Having explored (musically) the rainforest, the desert, the sea, and many more environments, it was natural for Dean Evenson (flutes, keyboards) to turn his attention to the cosmos. On Dream Space, he’s joined by wife Dudley (harps, Tibetan bowls, tamboura) and violist Phil Heaven, as the trio traverse the vast reaches of outer space. Space for Evenson is friendly, warm, and inviting, albeit expansive and awe-inducing.

Soul Tones

Soul Tones

Despite having more than 100 albums in his discography, ambient superstar Steve Roach continues to explore sonic territory and evolve his music, refusing to sit still for even a moment. Soul Tones, however, invites the listener to do just that: sit perfectly still (or better yet lie down) and fully absorb the all-immersive experience of these deep, smooth, warm expanses of synthesizer textures.

WolfLore

WolfLore

In somewhat of a change of pace for New Age music artist Llewellyn, the keyboardist/multi-instrumentalist explores a more vibrant and powerful aspect of his musical persona by delving into his affinity for the wolf on WolfLore. Energetic, sometimes fueled by propulsive rhythms, the music has multiple influences, such as Native American, Celtic, orchestral, and ethno-tribal, but probably slots in closest to chill-out with its mellow beats and lush synthesizers. WolfLore aptly demonstrates how Llewellyn’s talent spans a broad spectrum of subgenres.

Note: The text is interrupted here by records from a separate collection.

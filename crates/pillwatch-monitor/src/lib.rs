//! Per-cell change state machine.

use pillwatch_types::{
    config::DetectionConfig,
    frame::RawImage,
    status::{CellState, CellStatus},
    Result,
};
use pillwatch_vision::diff::{diff_percent, DIFF_MISMATCH};
use tracing::debug;

/// Scores how different a fresh capture is from its baseline.
pub trait ChangeMetric: Send + Sync {
    /// Percentage in `[0, 100]`, or a negative value when the images cannot be compared.
    fn score(&self, baseline: &RawImage, current: &RawImage) -> f64;
}

/// Fixed per-channel tolerance, see [`pillwatch_vision::diff`].
#[derive(Debug, Clone, Copy)]
pub struct ToleranceMetric {
    pub tolerance: u8,
}

impl ToleranceMetric {
    pub fn new(tolerance: u8) -> Self {
        Self { tolerance }
    }
}

impl ChangeMetric for ToleranceMetric {
    fn score(&self, baseline: &RawImage, current: &RawImage) -> f64 {
        diff_percent(baseline, current, self.tolerance)
    }
}

impl From<&DetectionConfig> for ToleranceMetric {
    fn from(config: &DetectionConfig) -> Self {
        Self::new(config.tolerance)
    }
}

/// Result of one polling cycle for one cell.
#[derive(Debug, Clone, Copy, PartialEq)]
pub struct CycleOutcome {
    pub previous: CellStatus,
    pub state: CellState,
    /// Set only when the cell just entered `Changed`.
    pub rising_edge: bool,
}

impl CycleOutcome {
    pub fn is_transition(&self) -> bool {
        self.previous != self.state.status
    }
}

/// Tracks one cell's status and the edge memory used for notifications.
///
/// The edge memory only follows successful comparisons: a capture or comparison
/// error between two `Changed` cycles does not re-arm the notification.
#[derive(Debug, Clone, Default)]
pub struct CellMonitor {
    state: CellState,
    was_changed: bool,
}

impl CellMonitor {
    pub fn new() -> Self {
        Self::default()
    }

    pub fn state(&self) -> CellState {
        self.state
    }

    pub fn status(&self) -> CellStatus {
        self.state.status
    }

    /// Baseline decoded; comparisons may start.
    pub fn baseline_ready(&mut self) {
        self.state = CellState::new(CellStatus::Idle, None);
        self.was_changed = false;
    }

    pub fn baseline_failed(&mut self) {
        self.state = CellState::new(CellStatus::BaselineError, None);
        self.was_changed = false;
    }

    pub fn baseline_cleared(&mut self) {
        self.state = CellState::no_baseline();
        self.was_changed = false;
    }

    /// Forget the rising-edge history, e.g. when the polling loop restarts.
    pub fn reset_edge(&mut self) {
        self.was_changed = false;
    }

    pub fn capture_failed(&mut self) -> CycleOutcome {
        self.apply(CellStatus::CaptureError, self.state.diff)
    }

    /// Classify a diff percentage. Negative values are the comparison-error sentinel.
    pub fn observe_diff(&mut self, diff: f64, threshold_percent: f64) -> CycleOutcome {
        if diff < 0.0 {
            return self.apply(CellStatus::ComparisonError, self.state.diff);
        }

        let changed = diff > threshold_percent;
        let rising = changed && !self.was_changed;
        self.was_changed = changed;

        let status = if changed {
            CellStatus::Changed
        } else {
            CellStatus::Idle
        };
        let mut outcome = self.apply(status, Some(diff));
        outcome.rising_edge = rising;
        outcome
    }

    /// Run one full cycle against a capture attempt.
    pub fn evaluate(
        &mut self,
        baseline: &RawImage,
        capture: Result<RawImage>,
        metric: &dyn ChangeMetric,
        threshold_percent: f64,
    ) -> CycleOutcome {
        match capture {
            Ok(current) => {
                let diff = if baseline.same_dimensions(&current) {
                    metric.score(baseline, &current)
                } else {
                    debug!(
                        "capture {:?} does not match baseline {:?}",
                        current.dimensions(),
                        baseline.dimensions()
                    );
                    DIFF_MISMATCH
                };
                self.observe_diff(diff, threshold_percent)
            }
            Err(err) => {
                debug!("cell capture failed: {err}");
                self.capture_failed()
            }
        }
    }

    fn apply(&mut self, status: CellStatus, diff: Option<f64>) -> CycleOutcome {
        let previous = self.state.status;
        self.state = CellState::new(status, diff);
        CycleOutcome {
            previous,
            state: self.state,
            rising_edge: false,
        }
    }
}

#[cfg(test)]
mod tests {
    use pillwatch_types::PillwatchError;

    use super::*;

    const THRESHOLD: f64 = 10.0;

    fn ready_monitor() -> CellMonitor {
        let mut monitor = CellMonitor::new();
        monitor.baseline_ready();
        monitor
    }

    #[test]
    fn starts_without_baseline() {
        let monitor = CellMonitor::new();
        assert_eq!(monitor.status(), CellStatus::NoBaseline);
        assert_eq!(monitor.state().diff, None);
    }

    #[test]
    fn notifies_only_on_rising_edges() {
        let mut monitor = ready_monitor();
        let diffs = [5.0, 15.0, 20.0, 8.0, 30.0];
        let edges: Vec<bool> = diffs
            .iter()
            .map(|d| monitor.observe_diff(*d, THRESHOLD).rising_edge)
            .collect();
        assert_eq!(edges, vec![false, true, false, false, true]);
        assert_eq!(monitor.status(), CellStatus::Changed);
        assert_eq!(monitor.state().diff, Some(30.0));
    }

    #[test]
    fn threshold_is_exclusive() {
        let mut monitor = ready_monitor();
        let outcome = monitor.observe_diff(THRESHOLD, THRESHOLD);
        assert_eq!(outcome.state.status, CellStatus::Idle);
        assert!(!outcome.rising_edge);
    }

    #[test]
    fn errors_are_not_sticky_and_keep_edge_memory() {
        let mut monitor = ready_monitor();
        assert!(monitor.observe_diff(50.0, THRESHOLD).rising_edge);

        let outcome = monitor.capture_failed();
        assert_eq!(outcome.state.status, CellStatus::CaptureError);
        assert_eq!(outcome.state.diff, Some(50.0));

        let outcome = monitor.observe_diff(DIFF_MISMATCH, THRESHOLD);
        assert_eq!(outcome.state.status, CellStatus::ComparisonError);

        let outcome = monitor.observe_diff(45.0, THRESHOLD);
        assert_eq!(outcome.previous, CellStatus::ComparisonError);
        assert_eq!(outcome.state.status, CellStatus::Changed);
        assert!(!outcome.rising_edge);
    }

    #[test]
    fn reset_edge_rearms_notification() {
        let mut monitor = ready_monitor();
        assert!(monitor.observe_diff(50.0, THRESHOLD).rising_edge);
        monitor.reset_edge();
        assert!(monitor.observe_diff(50.0, THRESHOLD).rising_edge);
    }

    #[test]
    fn baseline_lifecycle() {
        let mut monitor = ready_monitor();
        monitor.observe_diff(80.0, THRESHOLD);
        monitor.baseline_cleared();
        assert_eq!(monitor.state(), CellState::no_baseline());
        monitor.baseline_failed();
        assert_eq!(monitor.status(), CellStatus::BaselineError);
        monitor.baseline_ready();
        assert_eq!(monitor.status(), CellStatus::Idle);
    }

    #[test]
    fn evaluate_covers_capture_and_dimension_failures() {
        let metric = ToleranceMetric::new(30);
        let baseline = RawImage::filled(4, 4, [10, 10, 10, 255]);
        let mut monitor = ready_monitor();

        let outcome = monitor.evaluate(
            &baseline,
            Err(PillwatchError::Capture("no frame".into())),
            &metric,
            THRESHOLD,
        );
        assert_eq!(outcome.state.status, CellStatus::CaptureError);

        let outcome = monitor.evaluate(
            &baseline,
            Ok(RawImage::filled(4, 3, [10, 10, 10, 255])),
            &metric,
            THRESHOLD,
        );
        assert_eq!(outcome.state.status, CellStatus::ComparisonError);

        let outcome = monitor.evaluate(
            &baseline,
            Ok(RawImage::filled(4, 4, [200, 10, 10, 255])),
            &metric,
            THRESHOLD,
        );
        assert_eq!(outcome.state, CellState::new(CellStatus::Changed, Some(100.0)));
        assert!(outcome.rising_edge);
    }
}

Drum Cargo: Rhythms of Wind

Drum Cargo: Rhythms of Wind

Drum Cargo: Rhythms of Wind is the third in a series of drum/percussion-only recordings from David and Steve Gordon, with guest stars Bobby Cochran and Kim Atkinson. Listing the dizzying plethora of exotic hand drums and ethnic percussion on this CD would take the rest of this review. Instead, I’ll focus on the energizing power unleashed while listening to the album’s eight tracks, with considerable variety between songs.